Va-t-on vers un règlement de la crise qui frappe l’Entreprise nationale des industries électroménagers (Eniem). Oui, au cas où la réunion, organisée aujourd’hui par le ministère de l’Industrie, avec les banques qui financent l’Eniem, ainsi que l’Entreprise nationale des industries électroniques (Enie), ouvre la voie à une démarche apte à remettre les deux filiales du groupe Elec El Djazaïr sur les rails d’une relance durable et l’inscrire dans la durabilité. Non, si l’Eniem et l’Enie restent soumises à des formules de bricolage qui continueront à leur dégager des crédits sans leur apprendre à éviter les endettements répétitifs et leur portée mortelle pour l’entreprise.
C’est pourquoi, d’ailleurs, en annonçant, jeudi, ce rendez-vous, auquel assisteront les responsables des complexes de Tizi-Ouzou et Sidi Bel-Abbès, Ferhat Aït Ali Braham a tenu à préciser qu’il sera question de dégager un plan de relance « pérenne et non un plan de relance d’urgence conjoncturel ». Référence faite aux solutions d’urgence dégagées précédemment au profit de ces deux entreprises, asphyxiées financièrement, et dont le sauvetage a nécessité nettement plus, et surtout mieux, en matière de soutien de l’Etat.

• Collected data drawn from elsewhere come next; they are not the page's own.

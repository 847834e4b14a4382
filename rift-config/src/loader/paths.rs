use std::path::PathBuf;

use crate::constants;

/// File locations consulted below the workspace layer.
#[derive(Debug, Clone, Default, PartialEq, Eq)]
pub struct ConfigPaths {
    pub system: Option<PathBuf>,
    pub user: Option<PathBuf>,
}

impl ConfigPaths {
    /// Standard locations for the current platform and user.
    pub fn discover() -> Self {
        #[cfg(unix)]
        let system = Some(PathBuf::from(constants::SYSTEM_CONFIG_PATH));
        #[cfg(not(unix))]
        let system = None;

        let user = dirs::home_dir().map(|home| {
            home.join(constants::USER_CONFIG_DIR)
                .join(constants::CONFIG_FILE_NAME)
        });

        Self { system, user }
    }

    /// No system or user layers; only workspace, environment and runtime apply.
    pub fn none() -> Self {
        Self::default()
    }

    pub fn with_user(mut self, path: impl Into<PathBuf>) -> Self {
        self.user = Some(path.into());
        self
    }
}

Le ministre dit également, et de manière indirecte, que l’argent est vital dans les cas de l’Eniem et l’Enie, mais qu’un soutien financier a besoin d’être injecté dans une démarche capable de corriger les vieux réflexes qui servent de management à nos entreprises publiques. « Notre vision est que le secteur public doit bénéficier d’une relance et d’un financement mais sur des bases financières saines », a-t-il souligné à ce propos, lors d’un point de presse en marge d’une réunion qu’il a présidé avec les opérateurs économiques nationaux publics et privés.
Il faudra donc s’attendre à ce que les responsables de l’Eniem et de l’Enie aillent à la réunion d’aujourd’hui avec des projets de relance susceptibles de convaincre les dirigeants des établissements bancaires qui les financent. Sauf que pareille mission semble difficile, voire impossible, en cette période de fort déficit budgétaire enregistré par les deux entreprises, nécessitant du coup, plus une opération de sauvetage et de réanimation qu’un plan de bénéfices. Notamment dans le cas de l’Eniem, dont l’usine se trouve à l’arrêt technique, décrété par sa direction et entré en vigueur le 1er décembre courant. Une décision qui témoigne de la fragilité de cette entreprise, d’autant qu’elle est la seconde du genre en moins d’une année et pour les mêmes motifs de « contraintes financières », qui empêche l’usine de Tizi-Ouzou de s’approvisionner en matières premières.
Le premier arrêt technique, en février dernier, avait déjà poussé l’Etat à intervenir pour faire débloquer un crédit de 1,1 milliard de dinars, mais sans pour autant éviter à l’entreprise le même sort, neuf mois plus tard. Le montant injecté n’aura finalement suffi à faire redémarrer l’outil de production de l’Eniem que jusqu’au mois d’octobre. Et à donner aussi à réfléchir à un plan de relance plus approprié à cette entreprise dans la tourmente et qui n’est pas seule dans le secteur public à être dans cette insoutenable posture qui fait de plus en plus peur dans les rangs des travailleurs. Ces derniers se retrouvent une nouvelle fois partagés entre un sentiment de colère et d’inquiétude qu’ils expriment depuis le premier jour de l’arrêt technique. Ils ont d’ailleurs organisé une marche de protestation en guise de rejet à cette solution, qui les avait menés de leur usine au siège de la wilaya où leurs représentants syndicaux ont été reçus par le wali. Une commission du ministère de l’Industrie a, par la suite, été dépêchée à l’usine pour rassurer les travailleurs et les dirigeants de l’Eniem.
Mais cela n’a pas suffi aux employés, puisque ces derniers sont revenus à la charge, mercredi dernier, pour faire part d’un risque encore préoccupant, en l’occurrence une compression d’effectif qui serait en train de les menacer. Un cri d’alarme que les sections syndicales de l’entreprise semblent avoir attendu la réunion de jeudi, entre la tutelle et les dirigeants des entreprises économiques, pour le lancer. Entre-temps, le PDG de l’Eniem avait fait part d’« un plan de sauvetage de l’entreprise en élaboration avec le groupe Elec El Djazaïr et le ministère de l’Industrie ». Ce plan « sera soumis aux banques et au ministère des Finances dans les prochains jours », a-t-il souligné. Ce sera donc fait aujourd’hui.